• _DATA EXCERPTS_
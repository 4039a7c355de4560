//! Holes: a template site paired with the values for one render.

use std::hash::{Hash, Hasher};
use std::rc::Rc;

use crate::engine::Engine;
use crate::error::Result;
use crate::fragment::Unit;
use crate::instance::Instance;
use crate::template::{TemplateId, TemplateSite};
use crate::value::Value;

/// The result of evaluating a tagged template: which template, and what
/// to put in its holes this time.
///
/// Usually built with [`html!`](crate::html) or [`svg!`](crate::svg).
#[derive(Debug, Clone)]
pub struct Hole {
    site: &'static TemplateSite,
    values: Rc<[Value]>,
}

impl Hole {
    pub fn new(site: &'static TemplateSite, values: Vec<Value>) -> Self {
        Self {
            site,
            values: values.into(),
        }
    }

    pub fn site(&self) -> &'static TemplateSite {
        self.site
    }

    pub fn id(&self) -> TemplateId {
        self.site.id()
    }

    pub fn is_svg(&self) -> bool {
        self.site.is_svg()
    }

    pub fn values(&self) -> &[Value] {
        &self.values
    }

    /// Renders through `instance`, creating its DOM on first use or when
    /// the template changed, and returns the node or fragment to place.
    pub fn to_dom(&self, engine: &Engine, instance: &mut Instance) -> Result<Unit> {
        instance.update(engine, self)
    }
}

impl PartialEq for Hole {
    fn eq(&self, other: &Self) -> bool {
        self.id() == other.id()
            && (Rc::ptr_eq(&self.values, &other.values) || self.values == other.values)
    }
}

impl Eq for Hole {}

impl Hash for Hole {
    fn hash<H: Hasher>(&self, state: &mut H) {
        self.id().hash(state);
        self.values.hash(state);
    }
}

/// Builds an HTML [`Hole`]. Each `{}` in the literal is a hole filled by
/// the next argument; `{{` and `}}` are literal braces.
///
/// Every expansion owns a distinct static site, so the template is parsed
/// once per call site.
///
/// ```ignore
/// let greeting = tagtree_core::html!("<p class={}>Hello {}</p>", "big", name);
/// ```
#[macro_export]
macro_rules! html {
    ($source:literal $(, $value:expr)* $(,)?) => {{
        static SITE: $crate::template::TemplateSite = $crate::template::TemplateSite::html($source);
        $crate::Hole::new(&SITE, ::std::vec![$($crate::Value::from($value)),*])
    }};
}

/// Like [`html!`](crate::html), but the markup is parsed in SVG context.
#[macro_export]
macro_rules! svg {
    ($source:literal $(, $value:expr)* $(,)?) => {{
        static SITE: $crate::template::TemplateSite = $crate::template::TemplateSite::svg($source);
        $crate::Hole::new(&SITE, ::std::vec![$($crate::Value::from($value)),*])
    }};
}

• _WHAT IS REQUIRED_
From the line that contains "fragment to place." down to the last line above, print each line exactly as it appears.

• _FINISHED EXERCISE_
    /// the template changed, and returns the node or fragment to place.
    pub fn to_dom(&self, engine: &Engine, instance: &mut Instance) -> Result<Unit> {
        instance.update(engine, self)
    }
}

impl PartialEq for Hole {
    fn eq(&self, other: &Self) -> bool {
        self.id() == other.id()
            && (Rc::ptr_eq(&self.values, &other.values) || self.values == other.values)
    }
}

impl Eq for Hole {}

impl Hash for Hole {
    fn hash<H: Hasher>(&self, state: &mut H) {
        self.id().hash(state);
        self.values.hash(state);
    }
}

/// Builds an HTML [`Hole`]. Each `{}` in the literal is a hole filled by
/// the next argument; `{{` and `}}` are literal braces.
///
/// Every expansion owns a distinct static site, so the template is parsed
/// once per call site.
///
/// ```ignore
/// let greeting = tagtree_core::html!("<p class={}>Hello {}</p>", "big", name);
/// ```
#[macro_export]
macro_rules! html {
    ($source:literal $(, $value:expr)* $(,)?) => {{
        static SITE: $crate::template::TemplateSite = $crate::template::TemplateSite::html($source);
        $crate::Hole::new(&SITE, ::std::vec![$($crate::Value::from($value)),*])
    }};
}

/// Like [`html!`](crate::html), but the markup is parsed in SVG context.
#[macro_export]
macro_rules! svg {
    ($source:literal $(, $value:expr)* $(,)?) => {{
        static SITE: $crate::template::TemplateSite = $crate::template::TemplateSite::svg($source);
        $crate::Hole::new(&SITE, ::std::vec![$($crate::Value::from($value)),*])
    }};
}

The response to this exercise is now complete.